The terminal 1 may be, but is not limited to, various personal computers, notebook computers, smart phones, and tablet computers, and the living body recognition server 2 may be implemented by an independent server or a cluster of a plurality of servers. For example, in the financial field, there is a need for human face living body identification, and when the terminal 1 is a smart phone, the transfer payment service needs to be performed after the identity authentication of the user is successful.
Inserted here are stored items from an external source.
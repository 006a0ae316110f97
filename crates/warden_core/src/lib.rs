//! WARDEN Core Types
//!
//! Pure types shared by the launcher and its collaborators.
//! Nothing in this crate schedules work or performs I/O.

#![warn(missing_docs)]
#![warn(clippy::all)]

pub mod classify;
pub mod error;
pub mod fault;
pub mod flags;
pub mod id;
pub mod state;

// Re-exports
pub use classify::{FatalSignal, classify};
pub use error::{TaskError, TaskResult};
pub use fault::{Cancelled, Fault};
pub use flags::CreationFlags;
pub use id::TaskId;
pub use state::{Outcome, TaskState};
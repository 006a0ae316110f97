//! Cooperative cancellation signal.

use tokio_util::sync::CancellationToken;
use warden_core::Cancelled;

/// Caller-owned cancellation signal handed to a launch.
///
/// A thin handle over a [`CancellationToken`]. Clones observe the same
/// signal; `CancelSignal::none()` never fires.
#[derive(Debug, Clone, Default)]
pub struct CancelSignal {
    token: Option<CancellationToken>,
}

impl CancelSignal {
    /// A signal that never cancels
    #[must_use]
    pub const fn none() -> Self {
        Self { token: None }
    }

    /// Observe an existing token
    #[must_use]
    pub fn new(token: CancellationToken) -> Self {
        Self { token: Some(token) }
    }

    /// Whether cancellation has been requested
    #[must_use]
    pub fn is_cancellation_requested(&self) -> bool {
        self.token.as_ref().is_some_and(CancellationToken::is_cancelled)
    }

    /// Whether this signal can ever fire
    #[must_use]
    pub const fn can_be_canceled(&self) -> bool {
        self.token.is_some()
    }

    /// The underlying token, if any
    #[must_use]
    pub const fn token(&self) -> Option<&CancellationToken> {
        self.token.as_ref()
    }

    /// Cooperative checkpoint for work items.
    ///
    /// # Errors
    ///
    /// Returns [`Cancelled`] once cancellation has been requested.
    pub fn check(&self) -> Result<(), Cancelled> {
        if self.is_cancellation_requested() {
            Err(Cancelled)
        } else {
            Ok(())
        }
    }

    /// Resolves when cancellation is requested; pending forever for `none()`
    pub async fn cancelled(&self) {
        match &self.token {
            Some(token) => token.cancelled().await,
            None => futures::future::pending::<()>().await,
        }
    }
}

impl From<CancellationToken> for CancelSignal {
    fn from(token: CancellationToken) -> Self {
        Self::new(token)
    }
}
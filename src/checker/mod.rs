// src/checker/mod.rs
// =============================================================================
// This module contains the link checking logic.
//
// Submodules:
// - http: Probes a URL and classifies the outcome (alive / redirected /
//   HTTP error / verify failure / transport error)
//
// Rust concepts:
// - pub use: Re-export items so callers write `checker::LinkChecker`
// =============================================================================

mod http;

pub use http::{CheckOptions, LinkCheckResult, LinkChecker};

#[cfg(test)]
pub use http::{LinkStatus, CODE_TRANSPORT};
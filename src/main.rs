// src/main.rs
// =============================================================================
// This is the entry point of our CLI application.
//
// What happens in one run:
// 1. Parse flags, load the site config store (its `ci` / `debug` switches
//    are OR-ed with the flags), set up logging
// 2. Verify: probe every site, discover mirrors (skipped by --onlyUpdate
//    and --urlCheck=false)
// 3. Render the ranked listing into README.md (always)
// 4. Save the config store, then commit if asked (skipped by --onlyUpdate)
// 5. Log `done! Total: <listed> / <all>` and exit
//
// Exit codes:
//   0 = success
//   1 = verification aborted on an exhausted GitHub quota (README and config
//       are still written with what was gathered)
//   2 = any other error
// =============================================================================

mod checker;
mod cli;
mod config;
mod error;
mod gitcommit;
mod github;
mod render;
mod site;
mod verify;

use anyhow::{Context, Result};
use clap::Parser;
use tracing::{debug, error, info};
use tracing_subscriber::EnvFilter;

use checker::LinkChecker;
use cli::Cli;
use config::RunOptions;
use github::GithubClient;
use site::SiteStore;
use verify::SiteVerifier;

#[tokio::main]
async fn main() {
    let cli = Cli::parse();
    let mut options = RunOptions::from_cli(&cli);

    // The store can switch on debug logging, so it is read before the
    // subscriber is installed
    let store = config::load_store(&options.config_path);
    if let Ok(store) = &store {
        options.merge_store(store);
    }
    init_tracing(options.debug);

    let outcome = match store {
        Ok(store) => run(&cli, &options, store).await,
        Err(e) => Err(e.into()),
    };

    let exit_code = match outcome {
        Ok(code) => code,
        Err(e) => {
            error!("{:#}", e);
            2
        }
    };

    std::process::exit(exit_code);
}

// RUST_LOG wins; otherwise info, or debug with --debug
fn init_tracing(debug: bool) {
    let default_level = if debug { "debug" } else { "info" };
    let filter = EnvFilter::try_from_default_env().unwrap_or_else(|_| EnvFilter::new(default_level));

    tracing_subscriber::fmt()
        .with_env_filter(filter)
        .with_target(false)
        .init();
}

async fn run(cli: &Cli, options: &RunOptions, mut store: SiteStore) -> Result<i32> {
    debug!(
        config = %options.config_path.display(),
        readme = %options.readme_path.display(),
        sites = store.site_info.len(),
        ci = options.ci,
        "starting"
    );

    let mut exit_code = 0;

    if !cli.only_update && cli.url_check {
        let checker = LinkChecker::new(options.timeout).context("failed to build HTTP client")?;
        let github = GithubClient::new(&options.github_api, options.github_token.as_deref(), options.timeout)
            .context("failed to build GitHub client")?;

        let verifier = SiteVerifier::new(&checker, &github, options.verify.clone());
        if let Err(e) = verifier.run(&mut store).await {
            // Keep going: whatever was verified before the abort still gets
            // rendered and saved
            error!("verification aborted: {}", e);
            exit_code = 1;
        }
    }

    let rendered = render::render(&store);
    render::update_readme(&options.readme_path, &rendered)?;

    if !cli.only_update {
        config::save_store(&options.config_path, &store)?;
        if options.wants_commit() {
            gitcommit::git_commit(&options.root_dir)?;
        }
    }

    info!("done! Total: {} / {}", rendered.total, store.site_info.len());
    Ok(exit_code)
}
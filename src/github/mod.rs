// src/github/mod.rs
// =============================================================================
// This module talks to the GitHub REST API to discover mirror URLs of the
// repositories listed in the site directory.
//
// Submodules:
// - api: HTTP client, rate-limit headers, success/error payloads
// - repo: which repository (owner/name) a site entry points at
// - forks: paginated fork listing (fork homepages are mirrors)
// - commits: deployment links from the latest commit comments
// - links: Markdown link extraction
// =============================================================================

mod api;
mod commits;
mod forks;
mod links;
mod repo;

pub use api::{GithubClient, DEFAULT_API_BASE};
pub use commits::latest_commit_urls;
pub use forks::{list_forks, ForkQuery};
pub use repo::entry_repo;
After the terminal 1 acquires a plurality of images to be recognized of a target user, the living body recognition server 2 acquires a plurality of images to be recognized corresponding to a plurality of first target users A sent by the terminal 1, judges whether the image with recognition acquired by the operation is initiated by the first target users A, and feeds back the judgment result to the smart phone of the terminal 1, thereby finishing the face living body recognition. In addition, in an access control system, there is a need for face living body recognition, and further description is omitted here for other application scenarios.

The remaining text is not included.